Hi everyone!
I’m trying to define some global states inside my module, but am also concerned about how to elevate the performance…
I have done some research on this, some suggests that to use a struct to pack the states. I try to make the illustration as simple as possible:
mutable struct GlobalState
x::Real
A::Array
end
const myState = GlobalState(1.0, ones(2, 2))
and I define some test functions for bencmark testings:
function test1(myState::GlobalState) # use global state
B = fill(0.0, size((myState.A)))
@views for _ in 1:1000
B .+= myState.x .* myState.A
end
end
function test2(myState::GlobalState) # unpacking??
B = fill(0.0, size((myState.A)))
x = myState.x
A = copy(myState.A)
@views for _ in 1:1000
B .+= x .* A
end
end
function ref() # reference
B = zeros(2, 2)
x = 1.0
A = ones(2, 2)
@views for _ in 1:1000
B .+= x .* A
end
end
The benchmark results are:
601.600 μs (5002 allocations: 203.25 KiB)
600.600 μs (5003 allocations: 203.34 KiB)
6.925 μs (2 allocations: 192 bytes)
In test1
and test2
there will be more memory allocations if the iteration grows.
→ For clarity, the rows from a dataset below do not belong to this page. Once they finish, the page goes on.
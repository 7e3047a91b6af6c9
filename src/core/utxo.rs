//! Unspent output resolution
//!
//! Unspent outputs are never stored. They are projected on demand from the
//! confirmed blocks plus the pending pool, so a wallet can spend the change
//! of a transaction that is still waiting to be mined.

use crate::core::block::Block;
use crate::core::transaction::Transaction;
use serde::{Deserialize, Serialize};
use std::collections::HashSet;

/// Unspent Transaction Output (UTXO)
#[derive(Debug, Clone, Serialize, Deserialize, PartialEq, Eq)]
pub struct UTXO {
    /// Id of the transaction that created the output
    pub transaction: String,
    /// Position of the output in that transaction
    pub index: u32,
    pub amount: u64,
    pub address: String,
}

/// Outputs across `blocks` and `pending` not consumed by any input in the
/// same set, optionally restricted to one address. Ordering of spends does
/// not matter: an output consumed by a pending transaction is spent even if
/// it was created later in the scan.
pub fn unspent_outputs(blocks: &[Block], pending: &[Transaction], address: Option<&str>) -> Vec<UTXO> {
    let transactions = || {
        blocks
            .iter()
            .flat_map(|block| block.transactions.iter())
            .chain(pending.iter())
    };

    let spent: HashSet<(&str, u32)> = transactions()
        .flat_map(|tx| tx.inputs().iter())
        .filter(|input| address.map_or(true, |a| input.address == a))
        .map(|input| (input.transaction.as_str(), input.index))
        .collect();

    transactions()
        .flat_map(|tx| {
            tx.outputs()
                .iter()
                .enumerate()
                .map(move |(index, output)| (tx, index as u32, output))
        })
        .filter(|(_, _, output)| address.map_or(true, |a| output.address == a))
        .filter(|(tx, index, _)| !spent.contains(&(tx.id.as_str(), *index)))
        .map(|(tx, index, output)| UTXO {
            transaction: tx.id.clone(),
            index,
            amount: output.amount,
            address: output.address.clone(),
        })
        .collect()
}

/// Sum of the given outputs
pub fn total_amount(utxos: &[UTXO]) -> u64 {
    utxos.iter().map(|u| u.amount).sum()
}

#[cfg(test)]
mod tests {
    use super::*;
    use crate::core::transaction::{
        TransactionBody, TransactionInput, TransactionOutput, TransferData,
    };

    fn output(address: &str, amount: u64) -> TransactionOutput {
        TransactionOutput {
            amount,
            address: address.to_string(),
        }
    }

    fn spend(tx: &Transaction, index: u32, address: &str) -> TransactionInput {
        TransactionInput {
            transaction: tx.id.clone(),
            index,
            address: address.to_string(),
            amount: tx.outputs()[index as usize].amount,
            signature: String::new(),
        }
    }

    fn regular(inputs: Vec<TransactionInput>, outputs: Vec<TransactionOutput>) -> Transaction {
        Transaction::new(TransactionBody::Regular(TransferData { inputs, outputs }))
    }

    #[test]
    fn test_confirmed_outputs_are_unspent() {
        let reward = Transaction::reward("alice", 50);
        let block = Block::new(1, "0".into(), 0, 1, vec![reward.clone()]);

        let utxos = unspent_outputs(&[block], &[], Some("alice"));
        assert_eq!(utxos.len(), 1);
        assert_eq!(utxos[0].transaction, reward.id);
        assert_eq!(utxos[0].index, 0);
        assert_eq!(total_amount(&utxos), 50);
    }

    #[test]
    fn test_pending_spend_consumes_and_creates() {
        let reward = Transaction::reward("alice", 50);
        let block = Block::new(1, "0".into(), 0, 1, vec![reward.clone()]);
        let payment = regular(
            vec![spend(&reward, 0, "alice")],
            vec![output("bob", 20), output("alice", 29)],
        );
        let pending = vec![payment.clone()];

        let alice = unspent_outputs(std::slice::from_ref(&block), &pending, Some("alice"));
        assert_eq!(alice.len(), 1);
        assert_eq!(alice[0].transaction, payment.id);
        assert_eq!(alice[0].index, 1);
        assert_eq!(alice[0].amount, 29);

        let bob = unspent_outputs(std::slice::from_ref(&block), &pending, Some("bob"));
        assert_eq!(total_amount(&bob), 20);
    }

    #[test]
    fn test_spend_order_does_not_matter() {
        let reward = Transaction::reward("alice", 50);
        let payment = regular(vec![spend(&reward, 0, "alice")], vec![output("bob", 49)]);

        // The spender appears before the output it consumes
        let block = Block::new(1, "0".into(), 0, 1, vec![payment]);
        let pending = vec![reward];

        assert!(unspent_outputs(&[block], &pending, Some("alice")).is_empty());
    }

    #[test]
    fn test_global_resolution() {
        let a = Transaction::reward("alice", 50);
        let b = Transaction::reward("bob", 70);
        let block = Block::new(1, "0".into(), 0, 1, vec![a, b]);

        let all = unspent_outputs(&[block], &[], None);
        assert_eq!(all.len(), 2);
        assert_eq!(total_amount(&all), 120);
    }
}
Does this implies a potential longer gc time? (Please correct me if I’m wrong about this ) I thought test2
will be different from test1
since I have done some “unpacking”
The ref
function does the same task with no global states infected. My problem is, how can I have the same performance as the ref
function but still being able to have some sense of “communication” with the outside world? Thanks!!